Leprechaun Returns (2018) poster

Leprechaun Returns (2018)

Rating:


USA. 2018.

Crew

Director – Steven Kostanski, Screenplay – Suzanne Keilly, Producers – Darren Cameron & Adam Friedlander, Photography – Trevor Calverley, Music – Andries Smit, Visual Effects Supervisor – Rory Mark, Special Effects Supervisor – Antony Stone, Production Design – Bobby Cardoso. Production Company – Studio L/Blue Ice Pictures.

Cast

Taylor Spreitler (Lila Jenkins), Linden Porco (The Leprechaun), Pepi Sonuga (Katie), Sai Bennett (Rose), Mark Holton (Ozzie), Emily Reid (Meredith), Ben McGregor (Andy), Oliver Llewellyn Jenkins (Matt)


Plot

As part of a campus renovation project, Lila Jenkins travels back to the house at Devil’s Lake, North Dakota where her late mother Tory Reding once stayed. Lila’s mother lived in fear of the leprechaun she encountered there but everybody, including Lila, thought she was crazy. As the group settle in around the house, Katie’s renovations drain the well where the leprechaun was buried. It now returns to life seeking its pot of gold and slaughtering all in its way.


Leprechaun (1993) was one of those word-of-mouth hits of the VHS era. It starred a young unknown Jennifer Aniston just before she went on to superstardom on tv’s Friends (1994-2004), along with Warwick Davis in the title role. Its’ success spawned a series of sequels with Leprechaun 2/One Wedding and Lots of Funerals (1994), Leprechaun 3 (1995), Leprechaun 4: Leprechaun in Space (1996), Leprechaun in the Hood (2000) and Leprechaun: Back 2 tha Hood (2003), all starring Warwick Davis. More recently, the series was revived as Leprechaun: Origins (2014) with 4’5” WWE wrestler Dylan ‘Hornswoggle’ Postl taking over the role from Davis.

Leprechaun Returns was produced to celebrate the series’ 25th anniversary. It features a return visit to the same house where the original took place and a reappearance from Mark Holton who played the Ozzie in the original (and appears to have gone from a teenager to an old man in the interim). Both Jennifer Aniston and Warwick Davis were apparently approached to reprise their roles – she wanted too much money, while Davis stated that he had foresworn horror movies since becoming a parent.

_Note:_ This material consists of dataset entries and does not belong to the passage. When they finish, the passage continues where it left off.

//! TOML-based configuration for storesync.
//!
//! The remote URL may embed credentials, so it can be supplied through the
//! `STORESYNC_REMOTE_URL` environment variable instead of the file; see
//! [`VcConfig::apply_env_overrides`].

use std::path::{Path, PathBuf};
use std::time::Duration;

use serde::{Deserialize, Serialize};
use tracing::{debug, info, warn};

use crate::errors::ConfigError;
use crate::git::remote_url;

/// Environment variable overriding `remote.url`.
pub const REMOTE_URL_ENV: &str = "STORESYNC_REMOTE_URL";

/// Branch used when no remote says otherwise.
pub const DEFAULT_BRANCH: &str = "master";

// ---------------------------------------------------------------------------
// Top-level config
// ---------------------------------------------------------------------------

/// Top-level configuration loaded from a TOML file.
#[derive(Debug, Clone, Serialize, Deserialize)]
pub struct VcConfig {
    /// The managed data directory and its ignore rules.
    pub store: StoreConfig,

    /// Remote repository to mirror. Absent means local-only.
    #[serde(default)]
    pub remote: Option<RemoteConfig>,

    /// Identity stamped on every commit.
    #[serde(default)]
    pub identity: IdentityConfig,

    /// Network behaviour for remote operations.
    #[serde(default)]
    pub network: NetworkConfig,

    /// Logging settings (consumed by the binary).
    #[serde(default)]
    pub logging: LoggingConfig,
}

// ---------------------------------------------------------------------------
// Store
// ---------------------------------------------------------------------------

/// The document store's data directory.
#[derive(Debug, Clone, Serialize, Deserialize)]
pub struct StoreConfig {
    /// Directory whose files are versioned.
    #[serde(default)]
    pub data_dir: PathBuf,

    /// Extra glob patterns excluded from every commit, on top of the
    /// built-in transient/settings patterns.
    #[serde(default)]
    pub ignore: Vec<String>,
}

// ---------------------------------------------------------------------------
// Remote
// ---------------------------------------------------------------------------

/// Remote repository settings.
#[derive(Debug, Clone, Serialize, Deserialize, PartialEq, Eq)]
pub struct RemoteConfig {
    /// Clone/fetch/push URL. HTTPS URLs may carry `user:password@`.
    pub url: String,

    /// Branch to track (default `master`).
    #[serde(default = "default_branch")]
    pub branch: String,

    /// Whether `push` is permitted (default true).
    #[serde(default = "default_true")]
    pub allow_push: bool,

    /// Username for SSH-agent lookup when the URL does not carry one.
    #[serde(default)]
    pub username: Option<String>,
}

fn default_branch() -> String {
    DEFAULT_BRANCH.into()
}
fn default_true() -> bool {
    true
}

impl RemoteConfig {
    /// A remote on the default branch with pushing enabled.
    pub fn new(url: impl Into<String>) -> Self {
        Self {
            url: url.into(),
            branch: default_branch(),
            allow_push: true,
            username: None,
        }
    }

    pub fn with_branch(mut self, branch: impl Into<String>) -> Self {
        self.branch = branch.into();
        self
    }

    pub fn with_allow_push(mut self, allow_push: bool) -> Self {
        self.allow_push = allow_push;
        self
    }

    /// Check the URL scheme and branch name.
    pub fn validate(&self) -> Result<(), ConfigError> {
        if !remote_url::has_supported_scheme(&self.url) {
            return Err(ConfigError::InvalidRemoteUrl(remote_url::redact(&self.url)));
        }
        if self.branch.trim().is_empty() {
            return Err(ConfigError::InvalidValue {
                field: "remote.branch".into(),
                detail: "branch must not be empty".into(),
            });
        }
        Ok(())
    }
}

// ---------------------------------------------------------------------------
// Identity
// ---------------------------------------------------------------------------

/// Author/committer identity for commits created by storesync.
#[derive(Debug, Clone, Serialize, Deserialize, PartialEq, Eq)]
pub struct IdentityConfig {
    #[serde(default = "default_identity_name")]
    pub name: String,

    #[serde(default = "default_identity_email")]
    pub email: String,
}

fn default_identity_name() -> String {
    "storesync".into()
}
fn default_identity_email() -> String {
    "storesync@localhost".into()
}

impl Default for IdentityConfig {
    fn default() -> Self {
        Self {
            name: default_identity_name(),
            email: default_identity_email(),
        }
    }
}

// ---------------------------------------------------------------------------
// Network & logging
// ---------------------------------------------------------------------------

/// Bounds applied to clone/fetch/push.
#[derive(Debug, Clone, Serialize, Deserialize)]
pub struct NetworkConfig {
    /// Seconds before a remote operation is abandoned (default 60).
    #[serde(default = "default_timeout")]
    pub timeout_secs: u64,
}

fn default_timeout() -> u64 {
    60
}

impl NetworkConfig {
    pub fn timeout(&self) -> Duration {
        Duration::from_secs(self.timeout_secs)
    }
}

impl Default for NetworkConfig {
    fn default() -> Self {
        Self {
            timeout_secs: default_timeout(),
        }
    }
}

/// Logging configuration.
#[derive(Debug, Clone, Serialize, Deserialize)]
pub struct LoggingConfig {
    /// Minimum tracing level: trace, debug, info, warn, error.
    #[serde(default = "default_log_level")]
    pub level: String,
}

fn default_log_level() -> String {
    "info".into()
}

impl Default for LoggingConfig {
    fn default() -> Self {
        Self {
            level: default_log_level(),
        }
    }
}

// ---------------------------------------------------------------------------
// Loading & validation
// ---------------------------------------------------------------------------

impl VcConfig {
    /// Configuration for a data directory with every other section defaulted.
    pub fn for_data_dir(data_dir: impl Into<PathBuf>) -> Self {
        Self {
            store: StoreConfig {
                data_dir: data_dir.into(),
                ignore: Vec::new(),
            },
            remote: None,
            identity: IdentityConfig::default(),
            network: NetworkConfig::default(),
            logging: LoggingConfig::default(),
        }
    }

    pub fn with_remote(mut self, remote: RemoteConfig) -> Self {
        self.remote = Some(remote);
        self
    }

    /// Load a [`VcConfig`] from a TOML file at the given path.
    ///
    /// This does **not** apply environment overrides; call
    /// [`apply_env_overrides`](Self::apply_env_overrides) afterwards.
    pub fn load_from_file<P: AsRef<Path>>(path: P) -> Result<Self, ConfigError> {
        let path = path.as_ref();
        info!(path = %path.display(), "loading configuration");

        if !path.exists() {
            return Err(ConfigError::FileNotFound(path.display().to_string()));
        }

        let contents = std::fs::read_to_string(path)?;
        let config: VcConfig =
            toml::from_str(&contents).map_err(|e| ConfigError::ParseError(e.to_string()))?;

        debug!("configuration parsed successfully");
        Ok(config)
    }

    /// Replace `remote.url` from [`REMOTE_URL_ENV`] when it is set.
    ///
    /// A remote section is created on demand so a local-only file can be
    /// pointed at a remote purely through the environment.
    pub fn apply_env_overrides(&mut self) {
        match std::env::var(REMOTE_URL_ENV) {
            Ok(url) if !url.is_empty() => {
                debug!(env = REMOTE_URL_ENV, url = %remote_url::redact(&url), "remote url overridden");
                match self.remote.as_mut() {
                    Some(remote) => remote.url = url,
                    None => self.remote = Some(RemoteConfig::new(url)),
                }
            }
            Ok(_) => warn!(env = REMOTE_URL_ENV, "env var is set but empty"),
            Err(_) => {}
        }
    }

    /// Validate that all required fields are present and sane.
    pub fn validate(&self) -> Result<(), ConfigError> {
        if self.store.data_dir.as_os_str().is_empty() {
            return Err(ConfigError::MissingDataDir);
        }
        if let Some(remote) = &self.remote {
            remote.validate()?;
        }
        if self.network.timeout_secs == 0 {
            return Err(ConfigError::InvalidValue {
                field: "network.timeout_secs".into(),
                detail: "timeout must be > 0".into(),
            });
        }
        if self.identity.name.trim().is_empty() {
            return Err(ConfigError::InvalidValue {
                field: "identity.name".into(),
                detail: "identity name must not be empty".into(),
            });
        }
        Ok(())
    }

    /// Convenience: load, apply overrides, and validate in one call.
    pub fn load_and_validate<P: AsRef<Path>>(path: P) -> Result<Self, ConfigError> {
        let mut config = Self::load_from_file(path)?;
        config.apply_env_overrides();
        config.validate()?;
        Ok(config)
    }
}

Leprechaun Returns was directed by Steven Kostanski, a makeup effects artist who has worked on Canadian-shot films such as The Divide (2011), Resident Evil: Retribution (2012), Silent Hill: Revelation (2012), Pacific Rim (2013) and Crimson Peak (2015). Kostanski made his directorial debut as part of the Astron-6 collective with the Troma film Father’s Day (2011) and then went on to solo direct Manborg (2011), a low-budget gem that homaged the 1980s science-fiction film, followed by the Lovecraftian horror The Void (2016), as well as the W is for Wish segment of ABCs of Death 2 (2014) and subsequent to this P.G. Psycho Goreman (2020), another 80s homage wherein kids befriend an intergalactic dark lord, and The Veggie Masher episode of V/H/S/94 (2021). There is the feeling that Kostanski has been hired here for his effects expertise and the hope that he would elevate the effects set-pieces.

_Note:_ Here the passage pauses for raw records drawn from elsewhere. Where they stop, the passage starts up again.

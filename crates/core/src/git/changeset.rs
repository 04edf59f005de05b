//! Snapshot-to-snapshot change extraction.
//!
//! A [`ChangeSetExtractor`] diffs two snapshots (a commit's tree, the staged
//! index, the working tree, or nothing at all) and renders each changed file
//! as a [`Change`] carrying a unified-diff body:
//!
//! ```text
//! Index: templates/a/content.html
//! ===================================================================
//! --- templates/a/content.html
//! +++ templates/a/content.html
//! @@ -1,2 +1,2 @@
//!  <h1>
//! -old
//! +new
//! ```
//!
//! The operation is decided by presence alone; renames are never detected,
//! so a moved file is one `remove` and one `insert`.

use git2::{Diff, DiffDelta, DiffLineType, DiffOptions, Index, Oid, Patch, Tree};
use tracing::debug;

use crate::errors::GitError;
use crate::git::client::GitClient;
use crate::ignore_policy::IgnorePolicy;
use crate::models::{Change, ChangeOperation};

const SEPARATOR: &str = "===================================================================";
const NO_NEWLINE: &str = "\\ No newline at end of file";

/// One side of a comparison.
#[derive(Debug, Clone, Copy, PartialEq, Eq)]
pub enum SnapshotRef {
    /// No files at all (the parent of a root commit).
    Empty,
    /// The tree of a commit.
    Commit(Oid),
    /// The index as it is on disk.
    Index,
    /// Every non-ignored file in the data directory, staged in memory.
    WorkingTree,
}

enum Resolved<'r> {
    Tree(Option<Tree<'r>>),
    Index(Index),
}

/// Turns snapshot differences into UI change lists. Never mutates the
/// repository on disk.
pub struct ChangeSetExtractor<'a> {
    client: &'a GitClient,
    policy: &'a IgnorePolicy,
}

impl<'a> ChangeSetExtractor<'a> {
    pub fn new(client: &'a GitClient, policy: &'a IgnorePolicy) -> Self {
        Self { client, policy }
    }

    /// Changes turning `old` into `new`, in diff enumeration order.
    pub fn extract(&self, old: SnapshotRef, new: SnapshotRef) -> Result<Vec<Change>, GitError> {
        debug!(?old, ?new, "extracting changes");
        let repo = self.client.repo();
        let old_side = self.resolve(old)?;
        let new_side = self.resolve(new)?;
        let mut opts = DiffOptions::new();

        let diff = match (&old_side, &new_side) {
            (Resolved::Tree(a), Resolved::Tree(b)) => {
                repo.diff_tree_to_tree(a.as_ref(), b.as_ref(), Some(&mut opts))?
            }
            (Resolved::Tree(a), Resolved::Index(b)) => {
                repo.diff_tree_to_index(a.as_ref(), Some(b), Some(&mut opts))?
            }
            (Resolved::Index(a), Resolved::Tree(b)) => {
                opts.reverse(true);
                repo.diff_tree_to_index(b.as_ref(), Some(a), Some(&mut opts))?
            }
            (Resolved::Index(a), Resolved::Index(b)) => {
                repo.diff_index_to_index(a, b, Some(&mut opts))?
            }
        };
        diff_to_changes(&diff)
    }

    /// Uncommitted changes: HEAD against the working tree.
    pub fn local_changes(&self) -> Result<Vec<Change>, GitError> {
        let head = match self.client.head_commit()? {
            Some(commit) => SnapshotRef::Commit(commit.id()),
            None => SnapshotRef::Empty,
        };
        self.extract(head, SnapshotRef::WorkingTree)
    }

    /// Changes a commit introduced relative to each of its parents, in
    /// parent order. A root commit is compared against the empty tree.
    pub fn commit_changes(&self, id: &str) -> Result<Vec<Change>, GitError> {
        let commit = self.client.find_commit(id)?;
        let new = SnapshotRef::Commit(commit.id());
        if commit.parent_count() == 0 {
            return self.extract(SnapshotRef::Empty, new);
        }
        let mut changes = Vec::new();
        for parent in commit.parent_ids() {
            changes.extend(self.extract(SnapshotRef::Commit(parent), new)?);
        }
        Ok(changes)
    }

    fn resolve(&self, snapshot: SnapshotRef) -> Result<Resolved<'a>, GitError> {
        let repo = self.client.repo();
        Ok(match snapshot {
            SnapshotRef::Empty => Resolved::Tree(None),
            SnapshotRef::Commit(oid) => {
                let commit = repo
                    .find_commit(oid)
                    .map_err(|_| GitError::CommitNotFound(oid.to_string()))?;
                Resolved::Tree(Some(commit.tree()?))
            }
            // Opened separately so it cannot alias the in-memory staging
            // index used for the working tree.
            SnapshotRef::Index => Resolved::Index(Index::open(&repo.path().join("index"))?),
            SnapshotRef::WorkingTree => Resolved::Index(self.client.stage_all(self.policy)?),
        })
    }
}

/// Render every delta of `diff` as a [`Change`].
pub fn diff_to_changes(diff: &Diff<'_>) -> Result<Vec<Change>, GitError> {
    let mut changes = Vec::new();
    for (idx, delta) in diff.deltas().enumerate() {
        let Some(operation) = operation_of(&delta) else {
            continue;
        };
        let path = delta_path(&delta);
        let patch = Patch::from_diff(diff, idx)?;
        let text = render_patch(&path, patch.as_ref())?;
        changes.push(Change::new(&path, operation, text));
    }
    debug!(count = changes.len(), "changes extracted");
    Ok(changes)
}

fn operation_of(delta: &DiffDelta<'_>) -> Option<ChangeOperation> {
    match delta.status() {
        git2::Delta::Added => Some(ChangeOperation::Insert),
        git2::Delta::Deleted => Some(ChangeOperation::Remove),
        git2::Delta::Unmodified | git2::Delta::Ignored | git2::Delta::Untracked => None,
        _ => Some(ChangeOperation::Update),
    }
}

fn delta_path(delta: &DiffDelta<'_>) -> String {
    delta
        .new_file()
        .path()
        .or_else(|| delta.old_file().path())
        .map(|p| p.to_string_lossy().replace('\\', "/"))
        .unwrap_or_default()
}

/// Unified diff text for one file. Binary files get the header only.
fn render_patch(path: &str, patch: Option<&Patch<'_>>) -> Result<String, GitError> {
    let mut lines = vec![
        format!("Index: {path}"),
        SEPARATOR.to_string(),
        format!("--- {path}"),
        format!("+++ {path}"),
    ];

    if let Some(patch) = patch {
        for hunk_idx in 0..patch.num_hunks() {
            let (hunk, line_count) = patch.hunk(hunk_idx)?;
            lines.push(format!(
                "@@ -{},{} +{},{} @@",
                hunk.old_start(),
                hunk.old_lines(),
                hunk.new_start(),
                hunk.new_lines()
            ));
            for line_idx in 0..line_count {
                let line = patch.line_in_hunk(hunk_idx, line_idx)?;
                match line.origin_value() {
                    DiffLineType::ContextEOFNL | DiffLineType::AddEOFNL | DiffLineType::DeleteEOFNL => {
                        lines.push(NO_NEWLINE.to_string());
                    }
                    _ => {
                        let content = String::from_utf8_lossy(line.content());
                        lines.push(format!("{}{}", line.origin(), content.trim_end()));
                    }
                }
            }
        }
    }

    Ok(lines.join("\n") + "\n")
}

The Leprechaun (Linden Porco) returns to life in Leprechaun Returns (2018)
The Leprechaun (Linden Porco) returns to life

The Leprechaun films were a product of the post-A Nightmare on Elm Street series makeup effects driven VHS horror era. The surprise is that the series has legs that has carried it on as far as this, least of all given the almost universal agreement that none of the films were that good. Leprechaun Returns is no different really, although at least it rises to a level of averageness.

The script is by-the-numbers. The victimology is typical – the most amusing character is that of Oliver Llewellyn Jenkins as the student filmmaker who is constantly comparing himself and his shots to directors like David Lean, Werner Herzog and Robert Rodriguez only to fall on the ignorant ears of those around him: “Who’s this Herz-cog?”

The only thing that boosts the film is the makeup effects (surprisingly enough there is no credit for these). We get some entertaining despatches – The Leprechaun forcing his way out of Mark Holton’s stomach, shoes, hat and all; a postman who gets his head stuck in a mailbox whereupon the Leprechaun drives over it with the mail van; Ben McGregor getting sliced in two by a falling solar panel – a shot reminiscent of David Warner’s despatch in The Omen (1976); The Leprechaun riding on a drone and getting impaled on a tree branch; The Leprechaun melted down and reconstituting itself as a horde of miniature leprechauns. These are entertaining and probably the most accomplished effects of any of the films. Still, they never quite strike the imaginative heights of Steven Kostanski’s work on The Void or Psycho Goreman – and there is the overall feeling he is working well beneath his best game. The result is still nothing other than a routine sequel in the series.